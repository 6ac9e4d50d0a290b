//! Call history filtering and ordering
//!
//! A call passes the filter when it matches the free-text query AND the
//! status selector AND the direction selector. Results are ordered newest
//! first with a stable sort, so calls sharing a timestamp keep their input
//! order.

use std::fmt;
use std::str::FromStr;

use serde::{Deserialize, Serialize};

use crate::error::CallDeskError;
use crate::models::{Agent, Call, CallDirection, CallStatus, QueueItem};

/// Either every value or exactly one
#[derive(Debug, Clone, Copy, PartialEq, Eq, Default, Serialize, Deserialize)]
pub enum Selector<T> {
    #[default]
    All,
    Only(T),
}

impl<T: PartialEq> Selector<T> {
    pub fn matches(&self, value: &T) -> bool {
        match self {
            Selector::All => true,
            Selector::Only(wanted) => wanted == value,
        }
    }
}

impl<T> FromStr for Selector<T>
where
    T: FromStr<Err = CallDeskError>,
{
    type Err = CallDeskError;

    fn from_str(s: &str) -> Result<Self, Self::Err> {
        if s.trim().eq_ignore_ascii_case("all") {
            Ok(Selector::All)
        } else {
            s.parse().map(Selector::Only)
        }
    }
}

impl<T: fmt::Display> fmt::Display for Selector<T> {
    fn fmt(&self, f: &mut fmt::Formatter<'_>) -> fmt::Result {
        match self {
            Selector::All => f.write_str("all"),
            Selector::Only(value) => value.fmt(f),
        }
    }
}

/// Filter parameters for the call history view
#[derive(Debug, Clone, Default, PartialEq, Serialize, Deserialize)]
pub struct CallFilter {
    pub query: String,
    pub status: Selector<CallStatus>,
    pub direction: Selector<CallDirection>,
}

impl CallFilter {
    pub fn with_query(mut self, query: impl Into<String>) -> Self {
        self.query = query.into();
        self
    }

    pub fn with_status(mut self, status: Selector<CallStatus>) -> Self {
        self.status = status;
        self
    }

    pub fn with_direction(mut self, direction: Selector<CallDirection>) -> Self {
        self.direction = direction;
        self
    }

    /// Back to empty query and both selectors on `all`
    pub fn reset(&mut self) {
        *self = Self::default();
    }

    pub fn matches(&self, call: &Call) -> bool {
        matches_query(call, &self.query.to_lowercase())
            && self.status.matches(&call.status)
            && self.direction.matches(&call.direction)
    }
}

// `needle` must already be lowercased
fn matches_query(call: &Call, needle: &str) -> bool {
    if needle.is_empty() {
        return true;
    }

    let contains = |field: &str| field.to_lowercase().contains(needle);

    contains(&call.caller)
        || contains(&call.caller_number)
        || call.agent.as_deref().is_some_and(contains)
        || call.notes.as_deref().is_some_and(contains)
}

/// Apply `filter` to `calls` and order the survivors newest first
pub fn filter_calls<'a>(calls: &'a [Call], filter: &CallFilter) -> Vec<&'a Call> {
    let needle = filter.query.to_lowercase();

    let mut matched: Vec<&Call> = calls
        .iter()
        .filter(|call| {
            matches_query(call, &needle)
                && filter.status.matches(&call.status)
                && filter.direction.matches(&call.direction)
        })
        .collect();

    sort_by_recency(&mut matched);
    matched
}

/// Stable sort by timestamp, most recent first
pub fn sort_by_recency(calls: &mut [&Call]) {
    calls.sort_by(|a, b| b.timestamp.cmp(&a.timestamp));
}

/// The `limit` most recent calls
pub fn recent_calls(calls: &[Call], limit: usize) -> Vec<&Call> {
    let mut all: Vec<&Call> = calls.iter().collect();
    sort_by_recency(&mut all);
    all.truncate(limit);
    all
}

/// Roster search: name or email case-insensitively, extension as typed
pub fn filter_agents<'a>(agents: &'a [Agent], query: &str) -> Vec<&'a Agent> {
    let needle = query.to_lowercase();

    agents
        .iter()
        .filter(|agent| {
            agent.name.to_lowercase().contains(&needle)
                || agent.email.to_lowercase().contains(&needle)
                || agent.extension.contains(query)
        })
        .collect()
}

/// Order waiting callers by priority, then longest wait
pub fn rank_queue(mut items: Vec<QueueItem>) -> Vec<QueueItem> {
    items.sort_by(|a, b| {
        b.priority
            .cmp(&a.priority)
            .then_with(|| b.wait_time.cmp(&a.wait_time))
    });
    items
}

#[cfg(test)]
mod tests {
    use super::*;
    use chrono::{Duration, Utc};

    use crate::data::MockDataStore;
    use crate::models::QueuePriority;

    fn ids(calls: &[&Call]) -> Vec<String> {
        calls.iter().map(|c| c.id.clone()).collect()
    }

    #[test]
    fn test_default_filter_orders_newest_first() {
        let store = MockDataStore::seeded(Utc::now());
        let result = filter_calls(store.calls(), &CallFilter::default());
        assert_eq!(ids(&result), vec!["2", "1", "3", "4", "5", "6", "7", "8"]);
    }

    #[test]
    fn test_query_is_case_insensitive_across_fields() {
        let store = MockDataStore::seeded(Utc::now());
        let calls = store.calls();

        // caller name
        let hits = filter_calls(calls, &CallFilter::default().with_query("JANE"));
        assert_eq!(ids(&hits), vec!["1"]);

        // caller number
        let hits = filter_calls(calls, &CallFilter::default().with_query("345-6789"));
        assert_eq!(ids(&hits), vec!["3"]);

        // agent name
        let hits = filter_calls(calls, &CallFilter::default().with_query("sarah"));
        assert_eq!(ids(&hits), vec!["1", "8"]);

        // notes
        let hits = filter_calls(calls, &CallFilter::default().with_query("billing"));
        assert_eq!(ids(&hits), vec!["6"]);

        let hits = filter_calls(calls, &CallFilter::default().with_query("no such caller"));
        assert!(hits.is_empty());
    }

    #[test]
    fn test_selectors_combine() {
        let store = MockDataStore::seeded(Utc::now());
        let filter = CallFilter::default()
            .with_status(Selector::Only(CallStatus::Ended))
            .with_direction(Selector::Only(CallDirection::Outbound));

        let hits = filter_calls(store.calls(), &filter);
        assert_eq!(ids(&hits), vec!["4", "8"]);
        assert!(hits.iter().all(|c| filter.matches(c)));
    }

    #[test]
    fn test_active_scenario() {
        let now = Utc::now();
        let mut store_calls = MockDataStore::seeded(now).calls().to_vec();
        let missed = store_calls.remove(4);
        let active = store_calls.remove(0);
        assert_eq!(missed.timestamp, now - Duration::hours(3));

        let input = vec![missed, active.clone()];
        let filter = CallFilter::default().with_status(Selector::Only(CallStatus::Active));
        let hits = filter_calls(&input, &filter);
        assert_eq!(hits, vec![&active]);
    }

    #[test]
    fn test_selector_parsing_and_reset() {
        assert_eq!("all".parse::<Selector<CallStatus>>().unwrap(), Selector::All);
        assert_eq!(
            "missed".parse::<Selector<CallStatus>>().unwrap(),
            Selector::Only(CallStatus::Missed)
        );
        assert!("sideways".parse::<Selector<CallDirection>>().is_err());
        assert_eq!(Selector::Only(CallDirection::Inbound).to_string(), "inbound");

        let mut filter = CallFilter::default()
            .with_query("x")
            .with_status(Selector::Only(CallStatus::Waiting));
        filter.reset();
        assert_eq!(filter, CallFilter::default());
    }

    #[test]
    fn test_recent_calls_limit() {
        let store = MockDataStore::seeded(Utc::now());
        let recent = recent_calls(store.calls(), 5);
        assert_eq!(ids(&recent), vec!["2", "1", "3", "4", "5"]);
        assert!(recent_calls(&[], 5).is_empty());
    }

    #[test]
    fn test_agent_search() {
        let store = MockDataStore::seeded(Utc::now());
        let agents = store.agents();

        let names = |hits: Vec<&Agent>| hits.iter().map(|a| a.name.clone()).collect::<Vec<_>>();
        assert_eq!(names(filter_agents(agents, "EMILY")), vec!["Emily Wilson"]);
        assert_eq!(names(filter_agents(agents, "105")), vec!["Robert Brown"]);
        assert_eq!(filter_agents(agents, "example.com").len(), 5);
        assert_eq!(filter_agents(agents, "").len(), 5);
    }

    #[test]
    fn test_queue_ranking() {
        let now = Utc::now();
        let item = |id, wait, priority| QueueItem {
            id,
            caller_name: format!("caller {}", id),
            phone_number: "(555) 000-0000".to_string(),
            wait_time: wait,
            priority,
            timestamp: now - Duration::seconds(wait as i64),
        };

        let ranked = rank_queue(vec![
            item(1, 30, QueuePriority::Low),
            item(2, 45, QueuePriority::Medium),
            item(3, 210, QueuePriority::Low),
            item(4, 10, QueuePriority::High),
        ]);
        let order: Vec<u32> = ranked.iter().map(|i| i.id).collect();
        assert_eq!(order, vec![4, 2, 3, 1]);
    }
}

+===+

**PROBLEM TO SOLVE**
Give back exactly the lines from the first line of the records through the line holding "use std::fmt;", including both of those lines and leaving out all others.

**ANSWER TO THIS PROBLEM**
repository 6ac9e4d50d0a290b
//! Call history filtering and ordering
//!
//! A call passes the filter when it matches the free-text query AND the
//! status selector AND the direction selector. Results are ordered newest
//! first with a stable sort, so calls sharing a timestamp keep their input
//! order.

use std::fmt;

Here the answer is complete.